Wikipedia defines the bronze age as, “a time period characterized by the use of bronze, proto-writing, and other early features of urban civilization.” That sounds about right: the Incas wrote with string and the Mayans earlier had a hieroglyphic system. The European Bronze age lasted from 3200-600 BC. The Near East was more advanced: their Bronze age lasted from 3300-1200 BC.

Give Native Americans an extra 450 years or so and the technological disparity would only increase. I’d expect the spread of bronze age technology and limited urbanization in the the New World, but that’s about it.

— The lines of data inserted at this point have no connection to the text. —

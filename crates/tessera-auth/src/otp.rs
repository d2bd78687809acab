//! HOTP/TOTP one-time password engine.
//!
//! HOTP follows RFC 4226 exactly (8-byte big-endian counter,
//! HMAC-SHA1, dynamic truncation) so codes interoperate with standard
//! authenticator apps. TOTP is HOTP at counter
//! `floor(unix_time / step)` with a 30-second step and no skew window.
//!
//! Accepted codes are recorded in the injected [`ReplayStore`]; a code
//! is accepted at most once per secret within its retention window.

use std::time::Duration;

use chrono::Utc;
use hmac::{Hmac, Mac};
use rand::RngCore;
use sha1::Sha1;
use subtle::ConstantTimeEq;
use urlencoding::encode as url_encode;

use crate::base32;
use crate::config::Config;
use crate::error::AuthError;
use crate::replay::ReplayStore;

type HmacSha1 = Hmac<Sha1>;

/// Which OTP scheme a provisioning URI enrolls.
#[derive(Debug, Clone, Copy, PartialEq, Eq)]
pub enum SecretKind {
    Totp,
    Hotp,
}

impl SecretKind {
    fn uri_scheme(self) -> &'static str {
        match self {
            SecretKind::Totp => "totp",
            SecretKind::Hotp => "hotp",
        }
    }
}

/// A freshly generated OTP secret.
///
/// The Base32 form is what the account holder enrolls (QR code or
/// manual entry); this core never stores it.
#[derive(Debug, Clone)]
pub struct OtpSecret {
    /// Raw random key bytes.
    pub bytes: Vec<u8>,
    /// Unpadded Base32 encoding of `bytes`.
    pub base32: String,
    /// `otpauth://` enrollment URI for authenticator apps.
    pub provisioning_uri: String,
}

/// OTP code generation and single-use validation.
pub struct OtpEngine<R: ReplayStore> {
    replay: R,
    digits: u32,
    step_secs: u64,
    secret_len: usize,
    replay_ttl: Duration,
    issuer: Option<String>,
}

impl<R: ReplayStore> OtpEngine<R> {
    pub fn new(replay: R, config: &Config) -> Self {
        Self {
            replay,
            digits: config.otp_digits,
            step_secs: config.totp_step_secs,
            secret_len: config.otp_secret_len,
            replay_ttl: Duration::from_secs(config.replay_ttl_secs),
            issuer: config.otp_issuer.clone(),
        }
    }

    /// Generate a fresh OTP secret plus its provisioning URI.
    ///
    /// `name` is the account label shown in the authenticator app;
    /// both it and the configured issuer are query-escaped.
    pub fn generate_secret(&self, name: &str, kind: SecretKind) -> OtpSecret {
        let mut bytes = vec![0u8; self.secret_len];
        rand::rng().fill_bytes(&mut bytes);
        let encoded = base32::encode(&bytes);

        let mut uri = format!(
            "otpauth://{}/{}?secret={}",
            kind.uri_scheme(),
            url_encode(name),
            encoded,
        );
        if let Some(issuer) = &self.issuer {
            uri.push_str("&issuer=");
            uri.push_str(&url_encode(issuer));
        }

        OtpSecret {
            bytes,
            base32: encoded,
            provisioning_uri: uri,
        }
    }

    /// Compute the RFC 4226 HOTP code for `counter`.
    pub fn hotp(&self, secret_base32: &str, counter: u64) -> Result<String, AuthError> {
        let key = base32::decode(secret_base32)?;
        let mut mac = HmacSha1::new_from_slice(&key)
            .map_err(|e| AuthError::Crypto(format!("HMAC key: {e}")))?;
        mac.update(&counter.to_be_bytes());
        let digest = mac.finalize().into_bytes();

        // Dynamic truncation: low nibble of the last byte selects a
        // 31-bit big-endian word inside the digest.
        let offset = (digest[19] & 0xf) as usize;
        let binary = (u32::from(digest[offset] & 0x7f) << 24)
            | (u32::from(digest[offset + 1]) << 16)
            | (u32::from(digest[offset + 2]) << 8)
            | u32::from(digest[offset + 3]);

        let code = binary % 10u32.pow(self.digits);
        Ok(format!("{code:0width$}", width = self.digits as usize))
    }

    /// Validate an HOTP code at `counter`, consuming it on success.
    ///
    /// Format errors, mismatches and replays are indistinguishable at
    /// this boundary; see [`check_hotp`](Self::check_hotp) for the
    /// typed result.
    pub fn validate_hotp(&self, code: &str, secret_base32: &str, counter: u64) -> bool {
        match self.check_hotp(code, secret_base32, counter) {
            Ok(()) => true,
            Err(reason) => {
                tracing::debug!(%reason, "OTP code rejected");
                false
            }
        }
    }

    /// Validate a TOTP code against the current time step.
    pub fn validate_totp(&self, code: &str, secret_base32: &str) -> bool {
        self.validate_totp_at(code, secret_base32, unix_now())
    }

    /// Validate a TOTP code as of `unix_secs`.
    pub fn validate_totp_at(&self, code: &str, secret_base32: &str, unix_secs: u64) -> bool {
        match self.check_totp_at(code, secret_base32, unix_secs) {
            Ok(()) => true,
            Err(reason) => {
                tracing::debug!(%reason, "TOTP code rejected");
                false
            }
        }
    }

    /// Typed HOTP validation, used by tests and by callers that log
    /// rejection reasons.
    pub fn check_hotp(
        &self,
        code: &str,
        secret_base32: &str,
        counter: u64,
    ) -> Result<(), AuthError> {
        self.check_hotp_with_ttl(code, secret_base32, counter, self.replay_ttl)
    }

    /// Typed TOTP validation against the current time step.
    pub fn check_totp(&self, code: &str, secret_base32: &str) -> Result<(), AuthError> {
        self.check_totp_at(code, secret_base32, unix_now())
    }

    /// Typed TOTP validation as of `unix_secs`.
    pub fn check_totp_at(
        &self,
        code: &str,
        secret_base32: &str,
        unix_secs: u64,
    ) -> Result<(), AuthError> {
        let counter = unix_secs / self.step_secs;
        // Retain the code one full step past the end of its window.
        let ttl = Duration::from_secs(2 * self.step_secs - unix_secs % self.step_secs);
        self.check_hotp_with_ttl(code, secret_base32, counter, ttl)
    }

    fn check_hotp_with_ttl(
        &self,
        code: &str,
        secret_base32: &str,
        counter: u64,
        ttl: Duration,
    ) -> Result<(), AuthError> {
        if secret_base32.is_empty()
            || code.len() != self.digits as usize
            || !code.bytes().all(|b| b.is_ascii_digit())
        {
            return Err(AuthError::InvalidOtpFormat);
        }

        // A consumed code stays rejected for its secret no matter
        // which counter is being checked.
        if self.replay.contains(secret_base32, code) {
            return Err(AuthError::OtpReplay);
        }

        let expected = self.hotp(secret_base32, counter)?;
        let matches: bool = expected.as_bytes().ct_eq(code.as_bytes()).into();
        if !matches {
            return Err(AuthError::OtpMismatch);
        }

        // Record only codes that actually verified; the store call is
        // the atomic check-then-insert.
        if !self.replay.try_consume(secret_base32, code, ttl) {
            return Err(AuthError::OtpReplay);
        }
        Ok(())
    }
}

fn unix_now() -> u64 {
    Utc::now().timestamp().max(0) as u64
}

Would Australia and New Zealand have been as enthusiastic appliers of Enlightenment ideas as the United States? I’m not sure, but I would guess no. But in my alt history we still would have had someone like Karl Marx in Europe. I’m guessing the spread of democratic ideas would have been slower in Europe. But there also wouldn’t have been the widespread shipment of African slaves to Australia, New Zealand or other parts. Hitler wouldn’t have bothered with Russia: instead there would have been a mad scramble for various European powers to take over the New Hemisphere. The Axis, Allies and Ottoman’s would have made short work out of a double continent less developed than Ancient Athens.

ETA: As for flight, airships are another route to the sky.

Spanish cooks spend several hundred years knowing that “this is missing a bit of something” but not knowing quite what.

When our Biology teacher informed us that tomatoes came from America, there was a moment of silence before one of my horrified classmates asked “but… what did people here eat before?”

The Castillians would have moved south, since they did have all that momentum from the Reconquista which just had to go somewhere; the Portuguese would have continued their policy of mostly building coastal enclaves, but would have reached a lot further than their eastern neighbors. Possibly, nowadays half of Africa would speak Spanish while the Philippines would be the Henriettes and speak Portuguese.